Timelines; Are we “crying wolf” about AGI?
Robin says he sees a lot of arguments that we should work on AGI prep because AGI is definitely coming soon, and that this is “crying wolf” that will discredit the field when AGI doesn’t come soon. My experience is different. Pretty much all the material I read advocating for AGI safety & policy, from both inside and outside the field, is scrupulously careful to say that they do not know with confidence when we’ll get AGI, and that this work is important and appropriate regardless of timelines. That doesn’t mean Robin is wrong; I presume we’re reading different things. I’m sure that people on the internet have said all kinds of crazy things about AGI. Oh well, what can you do?
It does seem to be an open secret that many of the people working full-time on AGI safety & policy assign a pretty high probability to AGI coming soon (say, within 10 or 20 years, or at least within their lifetimes, as opposed to centuries). I put myself in that category too. This is naturally to be expected from self-selection effects.

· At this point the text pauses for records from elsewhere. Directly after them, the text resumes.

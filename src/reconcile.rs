// ⚖️ Reconciliation - merge the Norwegian registry into the global one
//
// The Norwegian registry is the better source for names and cities, so its
// values win unconditionally on a callsign match. The county is always
// re-derived from the Norwegian postal code; it is never copied from either
// source's own state field. Country only backfills an empty primary value.

use crate::regions::county_for_postal_code;
use crate::registry::{CallsignMap, PrimaryRecord, RegionalRecord};

/// Merge regional records into the primary map in place.
///
/// For every regional record whose canonical callsign exists in `primary`:
/// - `first_name`, `last_name`, `city` are overwritten unconditionally,
///   even with empty values;
/// - `state` is set to the county derived from the regional postal code
///   (empty when the code is absent or unresolvable, clearing any prior
///   value);
/// - `country` is backfilled from the regional record only when the
///   primary value is empty.
///
/// Regional records with no primary match are dropped; they never create
/// new entries. Primary iteration order is unaffected.
///
/// Returns the number of primary records that were enriched.
pub fn merge(
    primary: &mut CallsignMap<PrimaryRecord>,
    regional: &CallsignMap<RegionalRecord>,
) -> usize {
    let mut matched = 0;

    for (callsign, regional_rec) in regional.iter() {
        if let Some(rec) = primary.get_mut(callsign) {
            rec.first_name = regional_rec.first_name.clone();
            rec.last_name = regional_rec.last_name.clone();
            rec.city = regional_rec.city.clone();

            let postal = regional_rec.postal_code.as_deref().unwrap_or("");
            rec.state = county_for_postal_code(postal).to_string();

            if rec.country.is_empty() {
                rec.country = regional_rec.country.clone();
            }

            matched += 1;
        }
    }

    matched
}

// ============================================================================
// TESTS
// ============================================================================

Again, I have inside-view reasons for privately believing that AGI has a reasonable chance of coming “soon” (as defined above), that I won’t get into here. I’m not sure that this belief is especially communicable, or defensible. The party line, that “nobody knows when AGI is coming”, is a lot more defensible. I am definitely willing to believe and defend the statement “nobody knows when AGI is coming” over an alternative statement “AGI is definitely not going to happen in the next 20 years”. OK, well Robin didn’t exactly say the latter statement, but he kinda gave that impression (and sorry if I’m putting words in his mouth). Anyway, I have pretty high confidence that the latter statement is unjustifiable. We even have good outside-view support for the statement “People declaring that a particular technology definitely will or won’t be developed by a particular date have a terrible track-record and should be disbelieved.” (see examples in There’s No Fire Alarm For AGI). We don’t know how many revolutionary insights lie between us and AGI, or how quickly they will come, we don’t know how many lines of code need to be written (or how many ASICs need to be spun), and how long it will take to debug. We don’t know any of these things. I’ve heard lots of prestigious domain experts talk about what steps are needed to get to AGI, and they all say different things. And they could all be wrong anyway—none of them has built an AGI! (The first viable airplane was built by the then-obscure Wright Brothers, who had better ideas than the then-most-prestigious domain experts.) Robin hasn’t built an AGI either, and neither have I. Best to be humble.